> _What to produce_: Transcribe the records exactly from the line with "pub fn graph_command()" to the end, both included.

(Extracted data entries)
==*==
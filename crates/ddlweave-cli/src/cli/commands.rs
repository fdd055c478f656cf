//! Command builders for the CLI.

use clap::Command;

use super::args::*;

fn with_input_args(cmd: Command) -> Command {
    cmd.arg(input_path_arg()).arg(sql_text_arg())
}

/// Build the complete CLI with all subcommands.
pub fn build_cli() -> Command {
    Command::new("ddlweave")
        .about("Reconstruct tables and indexes from SQLite DDL")
        .subcommand_required(true)
        .arg_required_else_help(true)
        .arg(color_arg())
        .arg(verbose_arg())
        .subcommand(parse_command())
        .subcommand(tokens_command())
        .subcommand(script_command())
        .subcommand(graph_command())
        .subcommand(keywords_command())
}

/// Parse a DDL script and print the clauses as JSON.
pub fn parse_command() -> Command {
    let cmd = Command::new("parse")
        .about("Parse DDL and print the resulting clauses as JSON")
        .after_help(
            r#"EXAMPLES:
  ddlweave parse schema.sql
  ddlweave parse schema.sql --compact
  ddlweave parse -s 'CREATE TABLE t(id integer)'
  cat schema.sql | ddlweave parse -"#,
        )
        .arg(compact_arg());

    with_input_args(cmd)
}

/// Print the token stream of every statement.
pub fn tokens_command() -> Command {
    let cmd = Command::new("tokens")
        .about("Print the tokens of every statement")
        .after_help(
            r#"EXAMPLES:
  ddlweave tokens schema.sql
  ddlweave tokens -s 'CREATE INDEX ix ON t([a] DESC)'"#,
        );

    with_input_args(cmd)
}

/// Parse and regenerate normalised DDL.
pub fn script_command() -> Command {
    let cmd = Command::new("script")
        .about("Parse DDL and print it back in normalised form")
        .after_help(
            r#"EXAMPLES:
  ddlweave script schema.sql
  ddlweave script schema.sql --no-constraints"#,
        )
        .arg(no_constraints_arg());

    with_input_args(cmd)
}

/// Dump the compiled SQLite grammar graph.
pub fn graph_command() -> Command {
    Command::new("graph")
        .about("Dump the compiled SQLite grammar graph")
        .arg(all_nodes_arg())
        .arg(no_hooks_arg())
}

/// List the reserved words derived from the grammar.
pub fn keywords_command() -> Command {
    Command::new("keywords").about("List the reserved words of the SQLite grammar")
}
==*==
> _Completed exercise_:
pub fn graph_command() -> Command {
    Command::new("graph")
        .about("Dump the compiled SQLite grammar graph")
        .arg(all_nodes_arg())
        .arg(no_hooks_arg())
}

/// List the reserved words derived from the grammar.
pub fn keywords_command() -> Command {
    Command::new("keywords").about("List the reserved words of the SQLite grammar")
}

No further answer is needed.